The rejection of vacuous actuality is also the rejection of the Aristotelian primary substance - the inherent qualities to a subject that makes it capable to hold predicates. The haecceitas of a subject that subsists independently of any actual entity (of any sponsoring, of any com possibility). If there is no vacuous actuality, there is no unconnected noumenon to a subject, independent of any of its predications. Whitehead welcomes the holism of Leibniz (and of Bradley, but also the semantical counterpart put forward by Quine and his followers: no meaning independent of use, no distinction between language and theory). To fix something to be a subject for a predication - and enable a proposition to have the form of a subject coupled to a predicate - is to postulate that something is disconnected from the network of relations that provide the content of predications [therefore, it cannot be - res]. To be sure, one can abstract something away of all changes, but this is a concerted effort undergone only by a subject. Whitehead claims that only in subjective forms the subject-predicate form expresses the content of a proposition.

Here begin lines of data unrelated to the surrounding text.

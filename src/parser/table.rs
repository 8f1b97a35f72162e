//! LALR(1) parse-table construction.
//!
//! The canonical LR(1) collection is built by closure/goto over item sets,
//! then states with equal cores are merged. The result is the ACTION/GOTO
//! table that drives the parser. Construction happens once, at first use.
//!
//! Shift/reduce conflicts are resolved in favour of shift; this covers the
//! dangling `else` and the greedy reading of `name (` as a call header. A
//! reduce/reduce conflict means the grammar itself is broken and panics
//! during construction.

use std::collections::{BTreeMap, BTreeSet, HashMap};

use log::debug;
use once_cell::sync::Lazy;

use super::grammar::{GrammarSymbol, PRODUCTIONS};

#[derive(Debug, Clone, Copy, PartialEq, Eq)]
pub enum Action {
    Shift(usize),
    Reduce(usize),
    Accept,
}

pub struct ParseTable {
    actions: HashMap<(usize, GrammarSymbol), Action>,
    gotos: HashMap<(usize, GrammarSymbol), usize>,
}

pub static PARSE_TABLE: Lazy<ParseTable> = Lazy::new(ParseTable::construct);

/// An LR(1) item: a production, a dot position and a lookahead terminal.
#[derive(Debug, Clone, Copy, PartialEq, Eq, PartialOrd, Ord, Hash)]
struct Item {
    production: usize,
    dot: usize,
    lookahead: GrammarSymbol,
}

impl Item {
    fn next_symbol(&self) -> Option<GrammarSymbol> {
        PRODUCTIONS[self.production].rhs.get(self.dot).copied()
    }
}

type ItemSet = BTreeSet<Item>;

/// FIRST sets for all non-terminals. The grammar has no epsilon productions,
/// which keeps both this computation and the closure below simple.
fn first_sets() -> HashMap<GrammarSymbol, BTreeSet<GrammarSymbol>> {
    let mut first: HashMap<GrammarSymbol, BTreeSet<GrammarSymbol>> = HashMap::new();

    let mut changed = true;
    while changed {
        changed = false;
        for production in PRODUCTIONS {
            let head = production.rhs[0];
            let additions: BTreeSet<GrammarSymbol> = if head.is_terminal() {
                [head].into()
            } else {
                first.get(&head).cloned().unwrap_or_default()
            };

            let entry = first.entry(production.lhs).or_default();
            for symbol in additions {
                changed |= entry.insert(symbol);
            }
        }
    }

    first
}

impl ParseTable {
    pub fn action(&self, state: usize, terminal: GrammarSymbol) -> Option<Action> {
        self.actions.get(&(state, terminal)).copied()
    }

    pub fn goto(&self, state: usize, non_terminal: GrammarSymbol) -> Option<usize> {
        self.gotos.get(&(state, non_terminal)).copied()
    }

    fn construct() -> Self {
        let first = first_sets();

        let closure = |items: ItemSet| -> ItemSet {
            let mut set = items;
            let mut queue: Vec<Item> = set.iter().copied().collect();
            while let Some(item) = queue.pop() {
                let Some(symbol) = item.next_symbol() else {
                    continue;
                };
                if symbol.is_terminal() {
                    continue;
                }

                let rhs = PRODUCTIONS[item.production].rhs;
                let lookaheads: BTreeSet<GrammarSymbol> = match rhs.get(item.dot + 1) {
                    Some(next) if next.is_terminal() => [*next].into(),
                    Some(next) => first.get(next).cloned().unwrap_or_default(),
                    None => [item.lookahead].into(),
                };

                for (index, production) in PRODUCTIONS.iter().enumerate() {
                    if production.lhs != symbol {
                        continue;
                    }
                    for &lookahead in &lookaheads {
                        let new_item = Item {
                            production: index,
                            dot: 0,
                            lookahead,
                        };
                        if set.insert(new_item) {
                            queue.push(new_item);
                        }
                    }
                }
            }
            set
        };

        // canonical LR(1) collection
        let start = closure(
            [Item {
                production: 0,
                dot: 0,
                lookahead: GrammarSymbol::EndOfFile,
            }]
            .into(),
        );

        let mut states: Vec<ItemSet> = vec![start.clone()];
        let mut state_ids: HashMap<ItemSet, usize> = HashMap::from([(start, 0)]);
        let mut transitions: HashMap<(usize, GrammarSymbol), usize> = HashMap::new();

        let mut queue = vec![0usize];
        while let Some(state) = queue.pop() {
            let mut by_symbol: BTreeMap<GrammarSymbol, ItemSet> = BTreeMap::new();
            for item in &states[state] {
                if let Some(symbol) = item.next_symbol() {
                    by_symbol.entry(symbol).or_default().insert(Item {
                        dot: item.dot + 1,
                        ..*item
                    });
                }
            }

            for (symbol, kernel) in by_symbol {
                let target_set = closure(kernel);
                let target = match state_ids.get(&target_set) {
                    Some(id) => *id,
                    None => {
                        let id = states.len();
                        states.push(target_set.clone());
                        state_ids.insert(target_set, id);
                        queue.push(id);
                        id
                    }
                };
                transitions.insert((state, symbol), target);
            }
        }

        // merge states with equal cores (LALR)
        let core_of = |items: &ItemSet| -> BTreeSet<(usize, usize)> {
            items.iter().map(|i| (i.production, i.dot)).collect()
        };

        let mut core_ids: HashMap<BTreeSet<(usize, usize)>, usize> = HashMap::new();
        let mut merged_of: Vec<usize> = Vec::with_capacity(states.len());
        let mut merged_states: Vec<ItemSet> = vec![];
        for state in &states {
            let core = core_of(state);
            let merged = match core_ids.get(&core) {
                Some(id) => *id,
                None => {
                    let id = merged_states.len();
                    core_ids.insert(core, id);
                    merged_states.push(ItemSet::new());
                    id
                }
            };
            merged_of.push(merged);
            merged_states[merged].extend(state.iter().copied());
        }

        let mut merged_transitions: HashMap<(usize, GrammarSymbol), usize> = HashMap::new();
        for ((state, symbol), target) in transitions {
            merged_transitions.insert((merged_of[state], symbol), merged_of[target]);
        }

        debug!(
            "parse table: {} LR(1) states merged into {} LALR states",
            states.len(),
            merged_states.len()
        );

        // fill ACTION and GOTO
        let mut actions: HashMap<(usize, GrammarSymbol), Action> = HashMap::new();
        let mut gotos: HashMap<(usize, GrammarSymbol), usize> = HashMap::new();

        for (state, items) in merged_states.iter().enumerate() {
            for item in items {
                match item.next_symbol() {
                    Some(symbol) => {
                        let target = merged_transitions[&(state, symbol)];
                        if symbol.is_terminal() {
                            actions.insert((state, symbol), Action::Shift(target));
                        } else {
                            gotos.insert((state, symbol), target);
                        }
                    }
                    None if item.production == 0 => {
                        actions.insert((state, item.lookahead), Action::Accept);
                    }
                    None => {
                        let key = (state, item.lookahead);
                        match actions.get(&key) {
                            Some(Action::Shift(_)) | Some(Action::Accept) => {
                                debug!(
                                    "shift/reduce conflict on {:?} in state {state}, keeping shift",
                                    item.lookahead
                                );
                            }
                            Some(Action::Reduce(other)) if *other != item.production => {
                                panic!(
                                    "reduce/reduce conflict in state {state} on {:?}: {} vs {}",
                                    item.lookahead, other, item.production
                                );
                            }
                            _ => {
                                actions.insert(key, Action::Reduce(item.production));
                            }
                        }
                    }
                }
            }
        }

        Self { actions, gotos }
    }
}
//! Diagnostics collector passed explicitly through all pipeline stages.

use std::fmt::Display;

/// Accumulates non-fatal problems found while compiling a single module.
///
/// Stages append messages and keep going where they can; the driver decides
/// at the end whether the collected list is fatal.
#[derive(Debug, Default, Clone, PartialEq, Eq)]
pub struct Diagnostics {
    messages: Vec<String>,
}

impl Diagnostics {
    pub fn new() -> Self {
        Self::default()
    }

    pub fn report(&mut self, message: impl Into<String>) {
        self.messages.push(message.into());
    }

    pub fn is_empty(&self) -> bool {
        self.messages.is_empty()
    }

    pub fn len(&self) -> usize {
        self.messages.len()
    }

    pub fn messages(&self) -> &[String] {
        &self.messages
    }
}

impl Display for Diagnostics {
    fn fmt(&self, f: &mut std::fmt::Formatter<'_>) -> std::fmt::Result {
        for message in &self.messages {
            writeln!(f, "{message}")?;
        }
        Ok(())
    }
}
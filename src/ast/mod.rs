//! Abstract syntax tree of the Neon language.
//!
//! Each node owns its children and carries a [`NodeId`] assigned during
//! construction; side tables (the type map, the codegen value map) key on it
//! instead of holding back references into the tree.

mod builder;
mod import_finder;
mod printer;
mod type_finder;

pub use builder::AstBuilder;
pub use import_finder::ImportFinder;
pub use printer::{flatten_ast, print_ast, print_ast_test_case, print_expression};
pub use type_finder::{CompositeType, TypeFinder};

use std::fmt::Display;

#[derive(Debug, Clone, Copy, PartialEq, Eq, Hash)]
pub struct NodeId(pub u32);

#[derive(Debug, Clone, Copy, PartialEq, Eq, Hash)]
pub enum DataType {
    Void,
    Int,
    Float,
    Bool,
}

impl DataType {
    pub fn from_name(name: &str) -> Option<DataType> {
        match name {
            "void" => Some(DataType::Void),
            "int" => Some(DataType::Int),
            "float" => Some(DataType::Float),
            "bool" => Some(DataType::Bool),
            _ => None,
        }
    }
}

impl Display for DataType {
    fn fmt(&self, f: &mut std::fmt::Formatter<'_>) -> std::fmt::Result {
        let name = match self {
            DataType::Void => "void",
            DataType::Int => "int",
            DataType::Float => "float",
            DataType::Bool => "bool",
        };
        f.write_str(name)
    }
}

#[derive(Debug, Clone, Copy, PartialEq, Eq)]
pub enum UnaryOperator {
    Not,
}

#[derive(Debug, Clone, Copy, PartialEq, Eq)]
pub enum BinaryOperator {
    Add,
    Sub,
    Mul,
    Div,
    Eq,
    Neq,
    Lt,
    Le,
    Gt,
    Ge,
    And,
    Or,
}

impl BinaryOperator {
    pub fn is_arithmetic(&self) -> bool {
        matches!(
            self,
            BinaryOperator::Add | BinaryOperator::Sub | BinaryOperator::Mul | BinaryOperator::Div
        )
    }

    pub fn is_relational(&self) -> bool {
        matches!(
            self,
            BinaryOperator::Eq
                | BinaryOperator::Neq
                | BinaryOperator::Lt
                | BinaryOperator::Le
                | BinaryOperator::Gt
                | BinaryOperator::Ge
        )
    }

    pub fn is_logical(&self) -> bool {
        matches!(self, BinaryOperator::And | BinaryOperator::Or)
    }
}

impl Display for BinaryOperator {
    fn fmt(&self, f: &mut std::fmt::Formatter<'_>) -> std::fmt::Result {
        let text = match self {
            BinaryOperator::Add => "+",
            BinaryOperator::Sub => "-",
            BinaryOperator::Mul => "*",
            BinaryOperator::Div => "/",
            BinaryOperator::Eq => "==",
            BinaryOperator::Neq => "!=",
            BinaryOperator::Lt => "<",
            BinaryOperator::Le => "<=",
            BinaryOperator::Gt => ">",
            BinaryOperator::Ge => ">=",
            BinaryOperator::And => "and",
            BinaryOperator::Or => "or",
        };
        f.write_str(text)
    }
}

#[derive(Debug, Clone, PartialEq)]
pub struct TypeMember {
    pub name: String,
    pub data_type: DataType,
}

#[derive(Debug, Clone, PartialEq)]
pub struct AstNode {
    pub id: NodeId,
    pub kind: NodeKind,
}

#[derive(Debug, Clone, PartialEq)]
pub enum NodeKind {
    Sequence {
        children: Vec<AstNode>,
    },
    Statement {
        is_return: bool,
        child: Option<Box<AstNode>>,
    },
    IntegerLiteral {
        value: i64,
    },
    FloatLiteral {
        value: f64,
    },
    BoolLiteral {
        value: bool,
    },
    Variable {
        name: String,
        index: Option<Box<AstNode>>,
    },
    VariableDefinition {
        name: String,
        data_type: DataType,
    },
    Assignment {
        left: Box<AstNode>,
        right: Box<AstNode>,
    },
    UnaryOperation {
        op: UnaryOperator,
        child: Box<AstNode>,
    },
    BinaryOperation {
        op: BinaryOperator,
        left: Box<AstNode>,
        right: Box<AstNode>,
    },
    Function {
        name: String,
        return_type: DataType,
        arguments: Vec<AstNode>,
        /// `None` for extern declarations; defined functions always carry a
        /// body, possibly an empty sequence.
        body: Option<Box<AstNode>>,
    },
    Call {
        name: String,
        arguments: Vec<AstNode>,
    },
    IfStatement {
        condition: Box<AstNode>,
        if_body: Option<Box<AstNode>>,
        else_body: Option<Box<AstNode>>,
    },
    ForStatement {
        init: Box<AstNode>,
        condition: Box<AstNode>,
        update: Box<AstNode>,
        body: Option<Box<AstNode>>,
    },
    Assert {
        condition: Box<AstNode>,
    },
    Import {
        file_name: String,
    },
    TypeDeclaration {
        name: String,
        members: Vec<TypeMember>,
    },
}

impl AstNode {
    /// Name of the node kind, used by the printers.
    pub fn kind_name(&self) -> &'static str {
        match &self.kind {
            NodeKind::Sequence { .. } => "Sequence",
            NodeKind::Statement { .. } => "Statement",
            NodeKind::IntegerLiteral { .. } => "IntegerLiteral",
            NodeKind::FloatLiteral { .. } => "FloatLiteral",
            NodeKind::BoolLiteral { .. } => "BoolLiteral",
            NodeKind::Variable { .. } => "Variable",
            NodeKind::VariableDefinition { .. } => "VariableDefinition",
            NodeKind::Assignment { .. } => "Assignment",
            NodeKind::UnaryOperation { .. } => "UnaryOperation",
            NodeKind::BinaryOperation { .. } => "BinaryOperation",
            NodeKind::Function { .. } => "Function",
            NodeKind::Call { .. } => "Call",
            NodeKind::IfStatement { .. } => "IfStatement",
            NodeKind::ForStatement { .. } => "ForStatement",
            NodeKind::Assert { .. } => "Assert",
            NodeKind::Import { .. } => "Import",
            NodeKind::TypeDeclaration { .. } => "TypeDeclaration",
        }
    }

    /// Whether the node, read textually, ends in a return statement. Decides
    /// if a lowered branch still needs a jump to its merge block.
    pub fn ends_in_return(&self) -> bool {
        match &self.kind {
            NodeKind::Statement { is_return, .. } => *is_return,
            NodeKind::Sequence { children } => {
                children.last().is_some_and(AstNode::ends_in_return)
            }
            _ => false,
        }
    }
}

Kant's note 24 to his Prolegomena: the structure of something fixed holding predication implies no substance, it is only an obligation imposed by the workings of predication. In my book (BUG, just finished), I claim that predication is possible because there are procedures of reference-fixing; that is, there are things that are contingently and yet knowable a priori. The operation of fixing something to receive the working out of a predication has to be done by a subject - it is only in the workings of a subjective form that a subject can be the guesthouse for passing predications. It is only then that anything can be deemed determinately individuated and sufficiently stable.